Your output should be the lines of the data that follow, reproduced exactly from the first through the line bearing "Router::new()".
START RECORD EXTRACTS
use std::sync::Arc;

use axum::{
    extract::{Path, State},
    http::StatusCode,
    response::{IntoResponse, Response},
    routing::{get, post},
    Router,
};
use serde::{Deserialize, Serialize};
use serde_json::json;

use super::domain::{AnalysisSubmission, ClassifiedIssue, InspectionId};
use super::generator::TextGenerator;
use super::repository::{AnalysisRepository, RepositoryError};
use super::scoring::HomeHealthScore;
use super::service::{AnalysisServiceError, InspectionAnalysisService};

/// Router builder exposing the analysis endpoints.
pub fn analysis_router<G, R>(service: Arc<InspectionAnalysisService<G, R>>) -> Router
where
    G: TextGenerator + 'static,
    R: AnalysisRepository + 'static,
{
    Router::new()
        .route("/api/v1/inspections/analysis", post(analyze_handler::<G, R>))
        .route(
            "/api/v1/inspections/analysis/score",
            post(rescore_handler::<G, R>),
        )
        .route(
            "/api/v1/inspections/:inspection_id/analysis",
            get(stored_analysis_handler::<G, R>),
        )
        .with_state(service)
}

#[derive(Debug, Deserialize)]
#[serde(rename_all = "camelCase")]
pub(crate) struct RescoreRequest {
    pub(crate) analysis_text: String,
}

#[derive(Debug, Serialize)]
#[serde(rename_all = "camelCase")]
pub(crate) struct RescoreResponse {
    pub(crate) issues: Vec<ClassifiedIssue>,
    pub(crate) home_health_score: HomeHealthScore,
}

pub(crate) async fn analyze_handler<G, R>(
    State(service): State<Arc<InspectionAnalysisService<G, R>>>,
    axum::Json(submission): axum::Json<AnalysisSubmission>,
) -> Response
where
    G: TextGenerator + 'static,
    R: AnalysisRepository + 'static,
{
    match service.analyze(submission).await {
        Ok(outcome) => (StatusCode::OK, axum::Json(outcome)).into_response(),
        Err(AnalysisServiceError::Generation(error)) => {
            let payload = json!({ "error": error.to_string() });
            (StatusCode::BAD_GATEWAY, axum::Json(payload)).into_response()
        }
        Err(other) => {
            let payload = json!({ "error": other.to_string() });
            (StatusCode::INTERNAL_SERVER_ERROR, axum::Json(payload)).into_response()
        }
    }
}

pub(crate) async fn rescore_handler<G, R>(
    State(service): State<Arc<InspectionAnalysisService<G, R>>>,
    axum::Json(request): axum::Json<RescoreRequest>,
) -> Response
where
    G: TextGenerator + 'static,
    R: AnalysisRepository + 'static,
{
    let (issues, home_health_score) = service.score_text(&request.analysis_text);
    (
        StatusCode::OK,
        axum::Json(RescoreResponse {
            issues,
            home_health_score,
        }),
    )
        .into_response()
}

pub(crate) async fn stored_analysis_handler<G, R>(
    State(service): State<Arc<InspectionAnalysisService<G, R>>>,
    Path(inspection_id): Path<i64>,
) -> Response
where
    G: TextGenerator + 'static,
    R: AnalysisRepository + 'static,
{
    match service.stored_analysis(InspectionId(inspection_id)) {
        Ok(analysis_text) => {
            let payload = json!({ "analysisText": analysis_text });
            (StatusCode::OK, axum::Json(payload)).into_response()
        }
        Err(AnalysisServiceError::Repository(RepositoryError::NotFound)) => {
            let payload = json!({ "error": "analysis not found" });
            (StatusCode::NOT_FOUND, axum::Json(payload)).into_response()
        }
        Err(other) => {
            let payload = json!({ "error": other.to_string() });
            (StatusCode::INTERNAL_SERVER_ERROR, axum::Json(payload)).into_response()
        }
    }
}
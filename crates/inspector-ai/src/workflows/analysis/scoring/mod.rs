mod config;

pub use config::ScoringRubric;

use std::collections::BTreeMap;

use serde::Serialize;

use super::domain::{Category, ClassifiedIssue};

/// Whether the overall number reflects weighted findings or the explicit
/// no-findings convention (no classifiable issue carried a weight).
#[derive(Debug, Clone, Copy, PartialEq, Eq, Serialize)]
#[serde(rename_all = "snake_case")]
pub enum ScoreBasis {
    Findings,
    NoFindings,
}

/// Overall home health score with the per-category averages that produced it.
#[derive(Debug, Clone, PartialEq, Serialize)]
#[serde(rename_all = "camelCase")]
pub struct HomeHealthScore {
    pub overall: f64,
    pub breakdown: BTreeMap<Category, f64>,
    pub basis: ScoreBasis,
}

/// Stateless aggregator applying a rubric to classified issues.
pub struct ScoreEngine {
    rubric: ScoringRubric,
}

impl ScoreEngine {
    pub fn new(rubric: ScoringRubric) -> Self {
        Self { rubric }
    }

    pub fn rubric(&self) -> &ScoringRubric {
        &self.rubric
    }

    /// Aggregate classified issues into a 0-100 score.
    ///
    /// Each severity maps through the rubric table, per-category arithmetic
    /// means form the breakdown, and the overall score renormalizes over the
    /// weights of the categories actually present. Because of that
    /// renormalization, two inspections covering different categories are
    /// not directly comparable on the overall number. When no present
    /// category carries a weight the score is 100 with `NoFindings`.
    pub fn score(&self, issues: &[ClassifiedIssue]) -> HomeHealthScore {
        let mut totals: BTreeMap<Category, (f64, usize)> = BTreeMap::new();
        for issue in issues {
            let score = self.rubric.severity_score(&issue.record.severity);
            let entry = totals.entry(issue.category).or_insert((0.0, 0));
            entry.0 += score;
            entry.1 += 1;
        }

        let breakdown: BTreeMap<Category, f64> = totals
            .into_iter()
            .map(|(category, (sum, count))| (category, sum / count as f64))
            .collect();

        let mut weighted_sum = 0.0;
        let mut weight_sum = 0.0;
        for (category, average) in &breakdown {
            if let Some(weight) = self.rubric.weight(*category) {
                weighted_sum += average * weight;
                weight_sum += weight;
            }
        }

        if weight_sum == 0.0 {
            return HomeHealthScore {
                overall: 100.0,
                breakdown,
                basis: ScoreBasis::NoFindings,
            };
        }

        HomeHealthScore {
            overall: 100.0 * weighted_sum / weight_sum,
            breakdown,
            basis: ScoreBasis::Findings,
        }
    }
}
use std::collections::BTreeMap;

use serde::{Deserialize, Serialize};

use super::super::domain::Category;

/// Immutable scoring tables: severity labels to numeric scores and category
/// weights for the overall roll-up. Injectable so tests and future product
/// decisions can swap rubrics without touching the engine.
#[derive(Debug, Clone, PartialEq, Serialize, Deserialize)]
pub struct ScoringRubric {
    pub severity_scores: BTreeMap<String, f64>,
    /// Score applied to severity labels missing from `severity_scores`.
    /// The standard rubric keeps the source behavior of treating an
    /// unrecognized label as a perfect 1.0.
    pub unrecognized_severity_score: f64,
    pub category_weights: BTreeMap<Category, f64>,
}

impl ScoringRubric {
    /// The production rubric. Category weights sum to 1.0.
    pub fn standard() -> Self {
        let severity_scores = BTreeMap::from([
            ("CRITICAL".to_string(), 0.25),
            ("MAJOR".to_string(), 0.5),
            ("MODERATE".to_string(), 0.75),
            ("MINOR".to_string(), 0.9),
        ]);

        let category_weights = BTreeMap::from([
            (Category::Roof, 0.20),
            (Category::Foundation, 0.20),
            (Category::Hvac, 0.15),
            (Category::Plumbing, 0.15),
            (Category::Electrical, 0.10),
            (Category::Exterior, 0.10),
            (Category::Interior, 0.05),
            (Category::Appliances, 0.05),
        ]);

        Self {
            severity_scores,
            unrecognized_severity_score: 1.0,
            category_weights,
        }
    }

    pub fn severity_score(&self, severity: &str) -> f64 {
        self.severity_scores
            .get(severity)
            .copied()
            .unwrap_or(self.unrecognized_severity_score)
    }

    pub fn weight(&self, category: Category) -> Option<f64> {
        self.category_weights.get(&category).copied()
    }
}
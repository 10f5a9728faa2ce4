use inspector_ai::workflows::analysis::{
    AnalysisRepository, HomeHealthScore, InspectionId, PropertyId, RepositoryError, ScoringRubric,
};
use metrics_exporter_prometheus::PrometheusHandle;
use std::collections::HashMap;
use std::sync::atomic::AtomicBool;
use std::sync::{Arc, Mutex};

#[derive(Clone)]
pub(crate) struct AppState {
    pub(crate) readiness: Arc<AtomicBool>,
    pub(crate) metrics: Arc<PrometheusHandle>,
}

#[derive(Debug, Clone, PartialEq)]
pub(crate) struct StoredAnalysis {
    pub(crate) property_id: PropertyId,
    pub(crate) analysis_text: String,
}

#[derive(Debug, Clone, PartialEq)]
pub(crate) struct StoredScore {
    pub(crate) property_id: PropertyId,
    pub(crate) score: HomeHealthScore,
    pub(crate) source: String,
}

/// Stand-in for the external analysis store. Upserts are keyed by
/// inspection and carry last-write-wins semantics, matching the store's
/// contract for concurrent analyses of the same inspection.
#[derive(Default, Clone)]
pub(crate) struct InMemoryAnalysisRepository {
    texts: Arc<Mutex<HashMap<InspectionId, StoredAnalysis>>>,
    scores: Arc<Mutex<HashMap<InspectionId, StoredScore>>>,
}

impl AnalysisRepository for InMemoryAnalysisRepository {
    fn upsert_analysis_text(
        &self,
        property_id: PropertyId,
        inspection_id: InspectionId,
        analysis_text: &str,
    ) -> Result<(), RepositoryError> {
        let mut guard = self.texts.lock().expect("analysis mutex poisoned");
        guard.insert(
            inspection_id,
            StoredAnalysis {
                property_id,
                analysis_text: analysis_text.to_string(),
            },
        );
        Ok(())
    }

    fn upsert_home_health_score(
        &self,
        property_id: PropertyId,
        inspection_id: InspectionId,
        score: &HomeHealthScore,
        source: &str,
    ) -> Result<(), RepositoryError> {
        let mut guard = self.scores.lock().expect("score mutex poisoned");
        guard.insert(
            inspection_id,
            StoredScore {
                property_id,
                score: score.clone(),
                source: source.to_string(),
            },
        );
        Ok(())
    }

    fn fetch_analysis_text(
        &self,
        inspection_id: InspectionId,
    ) -> Result<Option<String>, RepositoryError> {
        let guard = self.texts.lock().expect("analysis mutex poisoned");
        Ok(guard
            .get(&inspection_id)
            .map(|stored| stored.analysis_text.clone()))
    }
}

impl InMemoryAnalysisRepository {
    #[cfg(test)]
    pub(crate) fn stored_score(&self, inspection_id: InspectionId) -> Option<StoredScore> {
        self.scores
            .lock()
            .expect("score mutex poisoned")
            .get(&inspection_id)
            .cloned()
    }
}

pub(crate) fn standard_rubric() -> ScoringRubric {
    ScoringRubric::standard()
}
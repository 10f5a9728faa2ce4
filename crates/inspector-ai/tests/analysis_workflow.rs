use std::collections::HashMap;
use std::sync::{Arc, Mutex};

use async_trait::async_trait;
use inspector_ai::workflows::analysis::{
    analysis_router, AnalysisRepository, AnalysisServiceError, AnalysisSubmission, Category,
    GeneratorError, HomeHealthScore, InspectionAnalysisService, InspectionId, PropertyId,
    RepositoryError, ScoreBasis, ScoringRubric, TextGenerator, SCORE_SOURCE,
};

const SAMPLE_ANALYSIS: &str = "Roof – Missing Shingles\n\
Severity: Critical\n\
Issue: Several shingles missing\n\
Professional Estimate: $800\n\
DIY Estimate: $150\n\
\n\
Plumbing – Slow Drain\n\
Severity: Minor\n\
Issue: Bathroom sink drains slowly\n\
DIY Estimate: $20";

struct FixedGenerator {
    response: String,
}

#[async_trait]
impl TextGenerator for FixedGenerator {
    async fn generate(
        &self,
        _system_prompt: &str,
        _user_prompt: &str,
    ) -> Result<String, GeneratorError> {
        Ok(self.response.clone())
    }
}

struct FailingGenerator;

#[async_trait]
impl TextGenerator for FailingGenerator {
    async fn generate(
        &self,
        _system_prompt: &str,
        _user_prompt: &str,
    ) -> Result<String, GeneratorError> {
        Err(GeneratorError::EmptyCompletion)
    }
}

#[derive(Default)]
struct RecordingRepository {
    texts: Mutex<HashMap<InspectionId, (PropertyId, String)>>,
    scores: Mutex<Vec<(PropertyId, InspectionId, HomeHealthScore, String)>>,
    fail_score_upsert: bool,
}

impl AnalysisRepository for RecordingRepository {
    fn upsert_analysis_text(
        &self,
        property_id: PropertyId,
        inspection_id: InspectionId,
        analysis_text: &str,
    ) -> Result<(), RepositoryError> {
        let mut guard = self.texts.lock().expect("text mutex poisoned");
        guard.insert(inspection_id, (property_id, analysis_text.to_string()));
        Ok(())
    }

    fn upsert_home_health_score(
        &self,
        property_id: PropertyId,
        inspection_id: InspectionId,
        score: &HomeHealthScore,
        source: &str,
    ) -> Result<(), RepositoryError> {
        if self.fail_score_upsert {
            return Err(RepositoryError::Unavailable("score table offline".to_string()));
        }
        let mut guard = self.scores.lock().expect("score mutex poisoned");
        guard.push((property_id, inspection_id, score.clone(), source.to_string()));
        Ok(())
    }

    fn fetch_analysis_text(
        &self,
        inspection_id: InspectionId,
    ) -> Result<Option<String>, RepositoryError> {
        let guard = self.texts.lock().expect("text mutex poisoned");
        Ok(guard.get(&inspection_id).map(|(_, text)| text.clone()))
    }
}

fn sample_submission() -> AnalysisSubmission {
    AnalysisSubmission {
        property_id: PropertyId(7),
        inspection_id: InspectionId(42),
        inspection_text: "South roof slope is missing shingles; bathroom sink drains slowly."
            .to_string(),
        photo_descriptions: vec!["Close-up of lifted shingles".to_string()],
    }
}

fn service_with(
    generator: impl TextGenerator + 'static,
    repository: Arc<RecordingRepository>,
) -> InspectionAnalysisService<impl TextGenerator, RecordingRepository> {
    InspectionAnalysisService::new(Arc::new(generator), repository, ScoringRubric::standard())
}

#[tokio::test]
async fn analyze_persists_text_and_score_and_returns_breakdown() {
    let repository = Arc::new(RecordingRepository::default());
    let service = service_with(
        FixedGenerator {
            response: SAMPLE_ANALYSIS.to_string(),
        },
        repository.clone(),
    );

    let outcome = service
        .analyze(sample_submission())
        .await
        .expect("analysis succeeds");

    assert_eq!(outcome.analysis_text, SAMPLE_ANALYSIS);
    assert_eq!(outcome.issues.len(), 2);
    assert_eq!(outcome.issues[0].category, Category::Roof);
    assert_eq!(outcome.issues[0].record.severity, "CRITICAL");
    assert_eq!(outcome.issues[1].category, Category::Plumbing);

    let score = &outcome.home_health_score;
    assert_eq!(score.breakdown[&Category::Roof], 0.25);
    assert_eq!(score.breakdown[&Category::Plumbing], 0.9);
    let expected = 100.0 * (0.25 * 0.20 + 0.9 * 0.15) / (0.20 + 0.15);
    assert!((score.overall - expected).abs() < 1e-9);
    assert!((score.overall - 52.86).abs() < 0.01);
    assert_eq!(score.basis, ScoreBasis::Findings);

    let texts = repository.texts.lock().expect("text mutex poisoned");
    assert_eq!(
        texts[&InspectionId(42)],
        (PropertyId(7), SAMPLE_ANALYSIS.to_string())
    );

    let scores = repository.scores.lock().expect("score mutex poisoned");
    assert_eq!(scores.len(), 1);
    let (property_id, inspection_id, stored, source) = &scores[0];
    assert_eq!(*property_id, PropertyId(7));
    assert_eq!(*inspection_id, InspectionId(42));
    assert_eq!(stored, score);
    assert_eq!(source, SCORE_SOURCE);
}

#[tokio::test]
async fn generation_failure_persists_nothing() {
    let repository = Arc::new(RecordingRepository::default());
    let service = service_with(FailingGenerator, repository.clone());

    let error = service
        .analyze(sample_submission())
        .await
        .expect_err("generation fails");
    assert!(matches!(error, AnalysisServiceError::Generation(_)));

    assert!(repository.texts.lock().expect("mutex").is_empty());
    assert!(repository.scores.lock().expect("mutex").is_empty());
}

#[tokio::test]
async fn score_write_failure_leaves_text_persisted() {
    let repository = Arc::new(RecordingRepository {
        fail_score_upsert: true,
        ..RecordingRepository::default()
    });
    let service = service_with(
        FixedGenerator {
            response: SAMPLE_ANALYSIS.to_string(),
        },
        repository.clone(),
    );

    let error = service
        .analyze(sample_submission())
        .await
        .expect_err("score upsert fails");
    assert!(matches!(
        error,
        AnalysisServiceError::Repository(RepositoryError::Unavailable(_))
    ));

    // Partial state by design: the raw write-up survives the failed score write.
    assert!(!repository.texts.lock().expect("mutex").is_empty());
    assert!(repository.scores.lock().expect("mutex").is_empty());
}

#[tokio::test]
async fn repeated_analysis_of_identical_text_is_deterministic() {
    let repository = Arc::new(RecordingRepository::default());
    let service = service_with(
        FixedGenerator {
            response: SAMPLE_ANALYSIS.to_string(),
        },
        repository.clone(),
    );

    let first = service
        .analyze(sample_submission())
        .await
        .expect("first run succeeds");
    let second = service
        .analyze(sample_submission())
        .await
        .expect("second run succeeds");

    assert_eq!(first.issues, second.issues);
    assert_eq!(first.home_health_score, second.home_health_score);

    let (issues, rescored) = service.score_text(SAMPLE_ANALYSIS);
    assert_eq!(issues, first.issues);
    assert_eq!(rescored, first.home_health_score);
}

#[tokio::test]
async fn stored_analysis_round_trips_and_missing_is_not_found() {
    let repository = Arc::new(RecordingRepository::default());
    let service = service_with(
        FixedGenerator {
            response: SAMPLE_ANALYSIS.to_string(),
        },
        repository.clone(),
    );

    service
        .analyze(sample_submission())
        .await
        .expect("analysis succeeds");

    let stored = service
        .stored_analysis(InspectionId(42))
        .expect("text stored");
    assert_eq!(stored, SAMPLE_ANALYSIS);

    let missing = service
        .stored_analysis(InspectionId(999))
        .expect_err("unknown inspection");
    assert!(matches!(
        missing,
        AnalysisServiceError::Repository(RepositoryError::NotFound)
    ));
}

mod router {
    use super::*;
    use axum::body::Body;
    use axum::http::{header, Request, StatusCode};
    use tower::ServiceExt;

    #[tokio::test]
    async fn rescore_endpoint_scores_supplied_text() {
        let repository = Arc::new(RecordingRepository::default());
        let service = Arc::new(service_with(
            FixedGenerator {
                response: SAMPLE_ANALYSIS.to_string(),
            },
            repository,
        ));
        let app = analysis_router(service);

        let body = serde_json::json!({ "analysisText": SAMPLE_ANALYSIS }).to_string();
        let request = Request::builder()
            .method("POST")
            .uri("/api/v1/inspections/analysis/score")
            .header(header::CONTENT_TYPE, "application/json")
            .body(Body::from(body))
            .expect("request builds");

        let response = app.oneshot(request).await.expect("handler responds");
        assert_eq!(response.status(), StatusCode::OK);

        let bytes = axum::body::to_bytes(response.into_body(), usize::MAX)
            .await
            .expect("body reads");
        let payload: serde_json::Value = serde_json::from_slice(&bytes).expect("json body");

        assert_eq!(payload["issues"].as_array().expect("issues array").len(), 2);
        assert_eq!(payload["homeHealthScore"]["breakdown"]["Roof"], 0.25);
        assert_eq!(payload["homeHealthScore"]["breakdown"]["Plumbing"], 0.9);
        assert_eq!(payload["homeHealthScore"]["basis"], "findings");
    }

    #[tokio::test]
    async fn stored_analysis_endpoint_returns_not_found_when_absent() {
        let repository = Arc::new(RecordingRepository::default());
        let service = Arc::new(service_with(
            FixedGenerator {
                response: SAMPLE_ANALYSIS.to_string(),
            },
            repository,
        ));
        let app = analysis_router(service);

        let request = Request::builder()
            .method("GET")
            .uri("/api/v1/inspections/42/analysis")
            .body(Body::empty())
            .expect("request builds");

        let response = app.oneshot(request).await.expect("handler responds");
        assert_eq!(response.status(), StatusCode::NOT_FOUND);
    }
}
END RECORD EXTRACTS
RESULT BELOW>
use std::sync::Arc;

use axum::{
    extract::{Path, State},
    http::StatusCode,
    response::{IntoResponse, Response},
    routing::{get, post},
    Router,
};
use serde::{Deserialize, Serialize};
use serde_json::json;

use super::domain::{AnalysisSubmission, ClassifiedIssue, InspectionId};
use super::generator::TextGenerator;
use super::repository::{AnalysisRepository, RepositoryError};
use super::scoring::HomeHealthScore;
use super::service::{AnalysisServiceError, InspectionAnalysisService};

/// Router builder exposing the analysis endpoints.
pub fn analysis_router<G, R>(service: Arc<InspectionAnalysisService<G, R>>) -> Router
where
    G: TextGenerator + 'static,
    R: AnalysisRepository + 'static,
{
    Router::new()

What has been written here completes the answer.